*Task objective*: In full and without alteration, reproduce every record.

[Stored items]
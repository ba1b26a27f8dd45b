//! Authentication capability providers and the v2 challenge/token dance.
//!
//! Credentials come from one of two capability providers, matching
//! `pkg/auth` and the `docker_auth.CredentialStore` usage in the original:
//! static username/password, or a short-lived bearer token minted from the
//! platform's ambient credentials.

use std::collections::HashMap;
use std::sync::Mutex;
use std::time::{Duration, Instant};

use indexer_model::Error;
use reqwest::header::{HeaderMap, WWW_AUTHENTICATE};
use reqwest::{Client, StatusCode};

/// Sentinel username returned by [`Credentials::Ambient`], matching the Go
/// original's `_dcgcloud_token`.
pub const AMBIENT_TOKEN_USERNAME: &str = "_dcgcloud_token";

/// A capability provider for basic-auth credentials, as used to exchange
/// for a bearer token or to authenticate directly against a Basic
/// challenge.
#[derive(Clone)]
pub enum Credentials {
    /// Fixed username/password supplied in configuration.
    Static { username: String, password: String },
    /// A short-lived bearer token minted via the platform default token
    /// source, refreshed on expiry.
    Ambient(std::sync::Arc<dyn gcp_auth::TokenProvider>),
}

impl Credentials {
    pub fn r#static(username: impl Into<String>, password: impl Into<String>) -> Self {
        Credentials::Static {
            username: username.into(),
            password: password.into(),
        }
    }

    /// Builds an ambient credential source, testing that an initial token
    /// can be acquired. Fails construction otherwise, matching
    /// `NewApplicationDefaultCredentialStore`.
    pub async fn ambient() -> Result<Self, Error> {
        let manager = gcp_auth::provider()
            .await
            .map_err(|e| Error::Auth(format!("failed to initialize ambient credentials: {e}")))?;
        manager
            .token(&["https://www.googleapis.com/auth/cloud-platform.read-only"])
            .await
            .map_err(|e| Error::Auth(format!("failed to acquire initial ambient token: {e}")))?;
        Ok(Credentials::Ambient(manager))
    }

    /// Returns the `(username, password)` pair used for HTTP Basic auth,
    /// either directly against the registry or against a token endpoint.
    pub async fn basic(&self) -> Result<(String, String), Error> {
        match self {
            Credentials::Static { username, password } => {
                Ok((username.clone(), password.clone()))
            }
            Credentials::Ambient(manager) => {
                let token = manager
                    .token(&["https://www.googleapis.com/auth/cloud-platform.read-only"])
                    .await
                    .map_err(|e| Error::Auth(format!("failed to refresh ambient token: {e}")))?;
                Ok((AMBIENT_TOKEN_USERNAME.to_string(), token.as_str().to_string()))
            }
        }
    }
}

/// What kind of auth challenge the registry presented at the v2 ping.
#[derive(Debug, Clone)]
enum Challenge {
    None,
    Basic,
    Bearer { realm: String, service: Option<String> },
}

fn parse_challenge(headers: &HeaderMap) -> Challenge {
    let Some(value) = headers.get(WWW_AUTHENTICATE).and_then(|v| v.to_str().ok()) else {
        return Challenge::None;
    };
    let lower = value.to_ascii_lowercase();
    if lower.starts_with("basic") {
        return Challenge::Basic;
    }
    if lower.starts_with("bearer") {
        let params = parse_auth_params(value);
        let realm = params.get("realm").cloned().unwrap_or_default();
        let service = params.get("service").cloned();
        return Challenge::Bearer { realm, service };
    }
    Challenge::None
}

fn parse_auth_params(value: &str) -> HashMap<String, String> {
    let mut params = HashMap::new();
    let rest = value.splitn(2, ' ').nth(1).unwrap_or("");
    for part in rest.split(',') {
        if let Some((key, val)) = part.split_once('=') {
            params.insert(
                key.trim().to_string(),
                val.trim().trim_matches('"').to_string(),
            );
        }
    }
    params
}

struct CachedToken {
    token: String,
    expires_at: Instant,
}

/// Manages the v2 challenge response for one registry endpoint and mints
/// per-scope bearer tokens, caching and refreshing them on expiry.
///
/// A per-scope token handler is created per operation (scope =
/// `repository:<name>:pull`); this manager is the shared state those
/// handlers consult.
pub struct ChallengeManager {
    challenge: Challenge,
    client: Client,
    credentials: Option<Credentials>,
    tokens: Mutex<HashMap<String, CachedToken>>,
}

impl ChallengeManager {
    /// Performs the v2 ping preflight against `base_url` and records the
    /// challenge it presents (if any), to be acquired on the first scoped
    /// request.
    pub async fn ping(
        client: Client,
        base_url: &url::Url,
        credentials: Option<Credentials>,
    ) -> Result<Self, Error> {
        let ping_url = base_url.join("/v2/").map_err(|e| Error::Config(e.to_string()))?;
        let response = client
            .get(ping_url)
            .send()
            .await
            .map_err(|e| Error::Upstream(format!("v2 ping failed: {e}")))?;

        let challenge = match response.status() {
            StatusCode::OK => Challenge::None,
            StatusCode::UNAUTHORIZED => parse_challenge(response.headers()),
            other => {
                return Err(Error::Protocol(format!(
                    "{base_url} is not a Docker Registry v2 API (ping returned {other})"
                )))
            }
        };

        Ok(ChallengeManager {
            challenge,
            client,
            credentials,
            tokens: Mutex::new(HashMap::new()),
        })
    }

    /// Attaches the appropriate `Authorization` header for the given
    /// pull scope (`repository:<name>:pull`), fetching or reusing a
    /// cached bearer token as needed.
    pub async fn authorize(
        &self,
        request: reqwest::RequestBuilder,
        scope: &str,
    ) -> Result<reqwest::RequestBuilder, Error> {
        match &self.challenge {
            Challenge::None => Ok(request),
            Challenge::Basic => {
                let Some(creds) = &self.credentials else {
                    return Ok(request);
                };
                let (user, pass) = creds.basic().await?;
                Ok(request.basic_auth(user, Some(pass)))
            }
            Challenge::Bearer { realm, service } => {
                let token = self.token_for_scope(realm, service.as_deref(), scope).await?;
                Ok(request.bearer_auth(token))
            }
        }
    }

    async fn token_for_scope(
        &self,
        realm: &str,
        service: Option<&str>,
        scope: &str,
    ) -> Result<String, Error> {
        {
            let cache = self.tokens.lock().expect("token cache poisoned");
            if let Some(cached) = cache.get(scope) {
                if cached.expires_at > Instant::now() {
                    return Ok(cached.token.clone());
                }
            }
        }

        let mut request = self.client.get(realm);
        if let Some(service) = service {
            request = request.query(&[("service", service)]);
        }
        request = request.query(&[("scope", scope)]);
        if let Some(creds) = &self.credentials {
            let (user, pass) = creds.basic().await?;
            request = request.basic_auth(user, Some(pass));
        }

        let response = request
            .send()
            .await
            .map_err(|e| Error::Auth(format!("token request failed: {e}")))?;
        if !response.status().is_success() {
            return Err(Error::Auth(format!(
                "token request returned {}",
                response.status()
            )));
        }

        let body: TokenResponse = response
            .json()
            .await
            .map_err(|e| Error::Auth(format!("malformed token response: {e}")))?;
        let ttl = body.expires_in.unwrap_or(60).max(1);

        self.tokens.lock().expect("token cache poisoned").insert(
            scope.to_string(),
            CachedToken {
                token: body.token.clone(),
                expires_at: Instant::now() + Duration::from_secs(ttl),
            },
        );

        Ok(body.token)
    }
}

#[derive(serde::Deserialize)]
struct TokenResponse {
    #[serde(alias = "access_token")]
    token: String,
    expires_in: Option<u64>,
}

#[cfg(test)]
mod tests {
    use super::*;

    #[test]
    fn parses_bearer_challenge_params() {
        let value = r#"Bearer realm="https://auth.example/token",service="r.example",scope="repository:ns/app:pull""#;
        let params = parse_auth_params(value);
        assert_eq!(params.get("realm").unwrap(), "https://auth.example/token");
        assert_eq!(params.get("service").unwrap(), "r.example");
    }

    #[test]
    fn identifies_basic_challenge() {
        let mut headers = HeaderMap::new();
        headers.insert(WWW_AUTHENTICATE, "Basic realm=\"registry\"".parse().unwrap());
        assert!(matches!(parse_challenge(&headers), Challenge::Basic));
    }
}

*Solution for this problem*:
repository ba1b26a27f8dd45b
//! Authentication capability providers and the v2 challenge/token dance.
//!
//! Credentials come from one of two capability providers, matching
//! `pkg/auth` and the `docker_auth.CredentialStore` usage in the original:
//! static username/password, or a short-lived bearer token minted from the
//! platform's ambient credentials.

use std::collections::HashMap;
use std::sync::Mutex;
use std::time::{Duration, Instant};

use indexer_model::Error;
use reqwest::header::{HeaderMap, WWW_AUTHENTICATE};
use reqwest::{Client, StatusCode};

/// Sentinel username returned by [`Credentials::Ambient`], matching the Go
/// original's `_dcgcloud_token`.
pub const AMBIENT_TOKEN_USERNAME: &str = "_dcgcloud_token";

/// A capability provider for basic-auth credentials, as used to exchange
/// for a bearer token or to authenticate directly against a Basic
/// challenge.
#[derive(Clone)]
pub enum Credentials {
    /// Fixed username/password supplied in configuration.
    Static { username: String, password: String },
    /// A short-lived bearer token minted via the platform default token
    /// source, refreshed on expiry.
    Ambient(std::sync::Arc<dyn gcp_auth::TokenProvider>),
}

impl Credentials {
    pub fn r#static(username: impl Into<String>, password: impl Into<String>) -> Self {
        Credentials::Static {
            username: username.into(),
            password: password.into(),
        }
    }

    /// Builds an ambient credential source, testing that an initial token
    /// can be acquired. Fails construction otherwise, matching
    /// `NewApplicationDefaultCredentialStore`.
    pub async fn ambient() -> Result<Self, Error> {
        let manager = gcp_auth::provider()
            .await
            .map_err(|e| Error::Auth(format!("failed to initialize ambient credentials: {e}")))?;
        manager
            .token(&["https://www.googleapis.com/auth/cloud-platform.read-only"])
            .await
            .map_err(|e| Error::Auth(format!("failed to acquire initial ambient token: {e}")))?;
        Ok(Credentials::Ambient(manager))
    }

    /// Returns the `(username, password)` pair used for HTTP Basic auth,
    /// either directly against the registry or against a token endpoint.
    pub async fn basic(&self) -> Result<(String, String), Error> {
        match self {
            Credentials::Static { username, password } => {
                Ok((username.clone(), password.clone()))
            }
            Credentials::Ambient(manager) => {
                let token = manager
                    .token(&["https://www.googleapis.com/auth/cloud-platform.read-only"])
                    .await
                    .map_err(|e| Error::Auth(format!("failed to refresh ambient token: {e}")))?;
                Ok((AMBIENT_TOKEN_USERNAME.to_string(), token.as_str().to_string()))
            }
        }
    }
}

/// What kind of auth challenge the registry presented at the v2 ping.
#[derive(Debug, Clone)]
enum Challenge {
    None,
    Basic,
    Bearer { realm: String, service: Option<String> },
}

fn parse_challenge(headers: &HeaderMap) -> Challenge {
    let Some(value) = headers.get(WWW_AUTHENTICATE).and_then(|v| v.to_str().ok()) else {
        return Challenge::None;
    };
    let lower = value.to_ascii_lowercase();
    if lower.starts_with("basic") {
        return Challenge::Basic;
    }
    if lower.starts_with("bearer") {
        let params = parse_auth_params(value);
        let realm = params.get("realm").cloned().unwrap_or_default();
        let service = params.get("service").cloned();
        return Challenge::Bearer { realm, service };
    }
    Challenge::None
}

fn parse_auth_params(value: &str) -> HashMap<String, String> {
    let mut params = HashMap::new();
    let rest = value.splitn(2, ' ').nth(1).unwrap_or("");
    for part in rest.split(',') {
        if let Some((key, val)) = part.split_once('=') {
            params.insert(
                key.trim().to_string(),
                val.trim().trim_matches('"').to_string(),
            );
        }
    }
    params
}

struct CachedToken {
    token: String,
    expires_at: Instant,
}

/// Manages the v2 challenge response for one registry endpoint and mints
/// per-scope bearer tokens, caching and refreshing them on expiry.
///
/// A per-scope token handler is created per operation (scope =
/// `repository:<name>:pull`); this manager is the shared state those
/// handlers consult.
pub struct ChallengeManager {
    challenge: Challenge,
    client: Client,
    credentials: Option<Credentials>,
    tokens: Mutex<HashMap<String, CachedToken>>,
}

impl ChallengeManager {
    /// Performs the v2 ping preflight against `base_url` and records the
    /// challenge it presents (if any), to be acquired on the first scoped
    /// request.
    pub async fn ping(
        client: Client,
        base_url: &url::Url,
        credentials: Option<Credentials>,
    ) -> Result<Self, Error> {
        let ping_url = base_url.join("/v2/").map_err(|e| Error::Config(e.to_string()))?;
        let response = client
            .get(ping_url)
            .send()
            .await
            .map_err(|e| Error::Upstream(format!("v2 ping failed: {e}")))?;

        let challenge = match response.status() {
            StatusCode::OK => Challenge::None,
            StatusCode::UNAUTHORIZED => parse_challenge(response.headers()),
            other => {
                return Err(Error::Protocol(format!(
                    "{base_url} is not a Docker Registry v2 API (ping returned {other})"
                )))
            }
        };

        Ok(ChallengeManager {
            challenge,
            client,
            credentials,
            tokens: Mutex::new(HashMap::new()),
        })
    }

    /// Attaches the appropriate `Authorization` header for the given
    /// pull scope (`repository:<name>:pull`), fetching or reusing a
    /// cached bearer token as needed.
    pub async fn authorize(
        &self,
        request: reqwest::RequestBuilder,
        scope: &str,
    ) -> Result<reqwest::RequestBuilder, Error> {
        match &self.challenge {
            Challenge::None => Ok(request),
            Challenge::Basic => {
                let Some(creds) = &self.credentials else {
                    return Ok(request);
                };
                let (user, pass) = creds.basic().await?;
                Ok(request.basic_auth(user, Some(pass)))
            }
            Challenge::Bearer { realm, service } => {
                let token = self.token_for_scope(realm, service.as_deref(), scope).await?;
                Ok(request.bearer_auth(token))
            }
        }
    }

    async fn token_for_scope(
        &self,
        realm: &str,
        service: Option<&str>,
        scope: &str,
    ) -> Result<String, Error> {
        {
            let cache = self.tokens.lock().expect("token cache poisoned");
            if let Some(cached) = cache.get(scope) {
                if cached.expires_at > Instant::now() {
                    return Ok(cached.token.clone());
                }
            }
        }

        let mut request = self.client.get(realm);
        if let Some(service) = service {
            request = request.query(&[("service", service)]);
        }
        request = request.query(&[("scope", scope)]);
        if let Some(creds) = &self.credentials {
            let (user, pass) = creds.basic().await?;
            request = request.basic_auth(user, Some(pass));
        }

        let response = request
            .send()
            .await
            .map_err(|e| Error::Auth(format!("token request failed: {e}")))?;
        if !response.status().is_success() {
            return Err(Error::Auth(format!(
                "token request returned {}",
                response.status()
            )));
        }

        let body: TokenResponse = response
            .json()
            .await
            .map_err(|e| Error::Auth(format!("malformed token response: {e}")))?;
        let ttl = body.expires_in.unwrap_or(60).max(1);

        self.tokens.lock().expect("token cache poisoned").insert(
            scope.to_string(),
            CachedToken {
                token: body.token.clone(),
                expires_at: Instant::now() + Duration::from_secs(ttl),
            },
        );

        Ok(body.token)
    }
}

#[derive(serde::Deserialize)]
struct TokenResponse {
    #[serde(alias = "access_token")]
    token: String,
    expires_in: Option<u64>,
}

#[cfg(test)]
mod tests {
    use super::*;

    #[test]
    fn parses_bearer_challenge_params() {
        let value = r#"Bearer realm="https://auth.example/token",service="r.example",scope="repository:ns/app:pull""#;
        let params = parse_auth_params(value);
        assert_eq!(params.get("realm").unwrap(), "https://auth.example/token");
        assert_eq!(params.get("service").unwrap(), "r.example");
    }

    #[test]
    fn identifies_basic_challenge() {
        let mut headers = HeaderMap::new();
        headers.insert(WWW_AUTHENTICATE, "Basic realm=\"registry\"".parse().unwrap());
        assert!(matches!(parse_challenge(&headers), Challenge::Basic));
    }
}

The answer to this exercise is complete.